日記

落ち着いた学校から学ぶ

公開日
2011/10/18
更新日
2011/10/18

仕事

昨日は中学校で講演をおこなってきました。

最近は、学校から講演を引き受けるときに、合わせて授業を参観させていただくようにお願いしています。なかなか公開していただけないこともあるのですが、この学校は何と全員の先生の授業を公開していただけました。負担なく授業見合うことができるように、公開授業でも細かい指導案は作成せず、この授業で何をこだわるか、どんな工夫をするかなどを簡単に書いたものだけですませています。簡単なものですが、授業を見る上で大いに参考になりました。とてもよい工夫だと思いました。

3校時参観させていただきましたが、大規模校なので一つひとつの授業は数分しか見られません。しかし、どの学級でも子どもたちが落ち着いて学習に取り組む姿が見られました。とても素直な子どもたちです。この日見た子どもたちの姿をもとに、「子どもが考える・活躍する授業づくり」について講演をさせていただきました。

最初に、この学校の子どもたちについて少し話をさせていただきました。

・子どもたちは良くも悪くも素直
子どもたちは素直に反応を示します。しかし、教師の求める姿以上の姿は見せてくれません。たとえば教師が話を聞いてほしいと強く意識ない場面では、集中して聞こうとはしません。逆に、教師がそう願えば、それに応えてくれます。教師が明るい笑顔で授業をすれば、子どもたちも笑顔で応えます。教師の授業に対する思いを鏡のように映し出す子どもたちでした。教師が高いことを要求すればそれに応えて伸びてく子どもたちです。

・子ども同士の人間関係は良好
実技教科のグループや班活動ではとてもよい表情を見せます。わからないことをまわりの友だちに聞く姿も見られました。このような子どもたちですので、グループやペアを上手に使えば、非常に効果的だと思います。

・消費者的な行動が気になる
これは最近の中学生に共通することかもしれませんが、効率的に結果を得ようとする傾向があるようです。友だちや教師の話を聞いていなくても、板書はきちんと写します。まず、ワークシートの穴を埋めることが優先されます。子どもたちは板書を写してワークシート完成しておけば試験では困らないということでしょう。

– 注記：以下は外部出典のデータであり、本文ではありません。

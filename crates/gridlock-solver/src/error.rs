//! Solver error type.

use derive_more::{Display, Error, From};
use gridlock_core::{Contradiction, StructureError};

/// Any error produced by the solving engine.
///
/// A [`Contradiction`] marks a board state that cannot lead to a solution;
/// the backtracking search catches it locally to prune a branch. A
/// [`StructureError`] marks malformed board geometry and is unreachable on
/// boards built through [`gridlock_core::Board`]'s constructors.
#[derive(Debug, Clone, Copy, PartialEq, Eq, Display, Error, From)]
pub enum SolverError {
    /// A board invariant was broken while solving.
    #[display("{_0}")]
    Contradiction(#[error(source)] Contradiction),
    /// Malformed board geometry.
    #[display("{_0}")]
    Structure(#[error(source)] StructureError),
}

impl SolverError {
    /// Returns `true` for the [`Contradiction`] variant.
    #[must_use]
    pub fn is_contradiction(&self) -> bool {
        matches!(self, Self::Contradiction(_))
    }
}
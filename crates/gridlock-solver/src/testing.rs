//! Test utilities for rule implementations.
//!
//! [`RuleTester`] tracks the initial and current state of a board, applies
//! rules to chosen units, and asserts the resulting candidate changes by
//! coordinate.
//!
//! # Example
//!
//! ```
//! use gridlock_core::{Coord, Digit, Unit};
//! use gridlock_solver::{rule::NakedSubsets, testing::RuleTester};
//!
//! RuleTester::from_rows(&[
//!     "5........",
//!     ".........",
//!     ".........",
//!     ".........",
//!     ".........",
//!     ".........",
//!     ".........",
//!     ".........",
//!     ".........",
//! ])
//! .apply_once(&NakedSubsets::new(), &Unit::row(1))
//! .assert_removed_exact(Coord::new(2, 1), [Digit::D5]);
//! ```

use gridlock_core::{Board, Coord, Digit, DigitSet, Unit};

use crate::rule::Rule;

/// A test harness for verifying rule implementations.
///
/// All methods return `self` for fluent chaining, and all assertions panic
/// with detailed messages on failure, using `#[track_caller]` to report the
/// correct source location.
#[derive(Debug)]
pub struct RuleTester {
    initial: Board,
    current: Board,
}

impl RuleTester {
    /// Creates a tester from an initial board state.
    #[must_use]
    pub fn new(initial: Board) -> Self {
        let current = initial.clone();
        Self { initial, current }
    }

    /// Creates a tester from 9 rows of grid text.
    ///
    /// # Panics
    ///
    /// Panics if the rows cannot be parsed as a valid board.
    #[track_caller]
    #[must_use]
    pub fn from_rows(rows: &[&str]) -> Self {
        let board = Board::from_rows(rows).unwrap();
        Self::new(board)
    }

    /// Applies the rule once to the given unit.
    ///
    /// # Panics
    ///
    /// Panics if the rule returns an error.
    #[track_caller]
    #[must_use]
    pub fn apply_once<R>(mut self, rule: &R, unit: &Unit) -> Self
    where
        R: Rule,
    {
        rule.apply(&mut self.current, unit).unwrap();
        self
    }

    /// Applies the rule to the unit repeatedly until it reports no change.
    ///
    /// # Panics
    ///
    /// Panics if the rule returns an error.
    #[track_caller]
    #[must_use]
    pub fn apply_until_stuck<R>(mut self, rule: &R, unit: &Unit) -> Self
    where
        R: Rule,
    {
        while rule.apply(&mut self.current, unit).unwrap() {}
        self
    }

    /// Asserts that a cell was placed (solved) with the given digit.
    ///
    /// # Panics
    ///
    /// Panics if the cell was not placed as expected.
    #[track_caller]
    #[must_use]
    pub fn assert_placed(self, coord: Coord, digit: Digit) -> Self {
        let initial = self.initial.cell(coord).candidates();
        let current = self.current.cell(coord).candidates();

        assert!(
            initial.len() > 1,
            "Expected initial cell at {coord} to be unsolved, but candidates are {initial:?}"
        );
        assert_eq!(
            current.len(),
            1,
            "Expected cell at {coord} to be solved, but candidates are {current:?}"
        );
        assert!(
            current.contains(digit),
            "Expected cell at {coord} to hold {digit}, but candidates are {current:?}"
        );
        self
    }

    /// Asserts that all specified candidates were removed from a cell.
    ///
    /// Other candidates may also have been removed; only the specified ones
    /// are checked.
    ///
    /// # Panics
    ///
    /// Panics if any of the specified digits is still a candidate.
    #[track_caller]
    #[must_use]
    pub fn assert_removed_includes<C>(self, coord: Coord, digits: C) -> Self
    where
        C: IntoIterator<Item = Digit>,
    {
        let digits = DigitSet::from_iter(digits);
        let initial = self.initial.cell(coord).candidates();
        let current = self.current.cell(coord).candidates();
        assert_eq!(
            initial & digits,
            digits,
            "Expected initial candidates at {coord} to include {digits:?}, but they are {initial:?}"
        );
        assert!(
            (current & digits).is_empty(),
            "Expected all of {digits:?} removed from {coord}, but {current:?} still holds {:?}",
            current & digits
        );
        self
    }

    /// Asserts that exactly the specified candidates were removed from a
    /// cell.
    ///
    /// # Panics
    ///
    /// Panics if the removed set differs from the specified one.
    #[track_caller]
    #[must_use]
    pub fn assert_removed_exact<C>(self, coord: Coord, digits: C) -> Self
    where
        C: IntoIterator<Item = Digit>,
    {
        let digits = DigitSet::from_iter(digits);
        let initial = self.initial.cell(coord).candidates();
        let current = self.current.cell(coord).candidates();
        let removed = initial.difference(current);
        assert_eq!(
            removed, digits,
            "Expected exactly {digits:?} removed from {coord}, but removed candidates are {removed:?} (initial: {initial:?}, current: {current:?})"
        );
        self
    }

    /// Asserts that a cell's candidates have not changed.
    ///
    /// # Panics
    ///
    /// Panics if the cell's candidates differ from the initial state.
    #[track_caller]
    #[must_use]
    pub fn assert_no_change(self, coord: Coord) -> Self {
        let initial = self.initial.cell(coord).candidates();
        let current = self.current.cell(coord).candidates();
        assert_eq!(
            initial, current,
            "Expected no change at {coord}, but candidates changed from {initial:?} to {current:?}"
        );
        self
    }
}

#[cfg(test)]
mod tests {
    use super::*;
    use crate::SolverError;

    // A rule that removes D9 from the unit's first cell.
    #[derive(Debug)]
    struct DropNineFromFirst;

    impl Rule for DropNineFromFirst {
        fn name(&self) -> &'static str {
            "drop-nine-from-first"
        }

        fn apply(&self, board: &mut Board, unit: &Unit) -> Result<bool, SolverError> {
            let coord = unit.coords()[0];
            let changed = board
                .cell_mut(coord)
                .remove_candidate(Digit::D9)
                .map_err(SolverError::from)?;
            Ok(changed)
        }
    }

    #[derive(Debug)]
    struct NoOpRule;

    impl Rule for NoOpRule {
        fn name(&self) -> &'static str {
            "no-op"
        }

        fn apply(&self, _board: &mut Board, _unit: &Unit) -> Result<bool, SolverError> {
            Ok(false)
        }
    }

    #[test]
    fn test_apply_and_assert_chain() {
        RuleTester::new(Board::new())
            .apply_once(&DropNineFromFirst, &Unit::row(2))
            .assert_removed_exact(Coord::new(1, 2), [Digit::D9])
            .assert_no_change(Coord::new(2, 2))
            .apply_once(&NoOpRule, &Unit::row(2))
            .assert_removed_exact(Coord::new(1, 2), [Digit::D9]);
    }

    #[test]
    fn test_apply_until_stuck_reaches_fixpoint() {
        // The second application reports no change and ends the loop.
        RuleTester::new(Board::new())
            .apply_until_stuck(&DropNineFromFirst, &Unit::row(1))
            .assert_removed_exact(Coord::new(1, 1), [Digit::D9]);
    }

    #[test]
    #[should_panic(expected = "Expected no change at")]
    fn test_assert_no_change_fails_when_changed() {
        let _ = RuleTester::new(Board::new())
            .apply_once(&DropNineFromFirst, &Unit::row(1))
            .assert_no_change(Coord::new(1, 1));
    }

    #[test]
    #[should_panic(expected = "Expected cell at")]
    fn test_assert_placed_fails_when_not_placed() {
        let _ = RuleTester::new(Board::new())
            .apply_once(&NoOpRule, &Unit::row(1))
            .assert_placed(Coord::new(1, 1), Digit::D1);
    }
}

このことをもとに、どのようなことを意識して授業をすればいいかお話をしました。
直接は伝えませんでしたが、この学校が次のステップに進むために必要なことは子どもたちの現状を変えたいと先生方が思うことです。授業を妨害する子どもはいない。試験の成績もよい。「何か問題があるのか?」と先生が思っていては前に進みません。
素直な子どもたちです。逆につまらない授業、価値を感じない授業に対しては、集中しない、聞かない、手遊びするといった形で明確にメッセージを発信しています。先生方がそのメッセージをきちんと受信しないと、ちょっとしたほころびがやがて大きな問題を引き起こしかねません。
このことを伝えようとしましたが、うまく伝わったか自信がありません。力不足を感じました。

講演の後たくさんの若い先生が質問に来てくれました。彼らの授業について具体的な話ができたことはとてもうれしいことです。前向きな若い先生に元気をいただきました。
子どもたちが落ち着いていて、特に問題を教師が感じない学校を、より高いところに持っていくことはとても難しいことです。そこに挑戦しようとしている校長先生はじめ教務主任や中堅の先生方の姿勢は素晴らしいものです。この姿から学んだことをぜひ他の学校でも活かしたいと思います。とてもよい勉強ができた1日でした。ありがとうございました。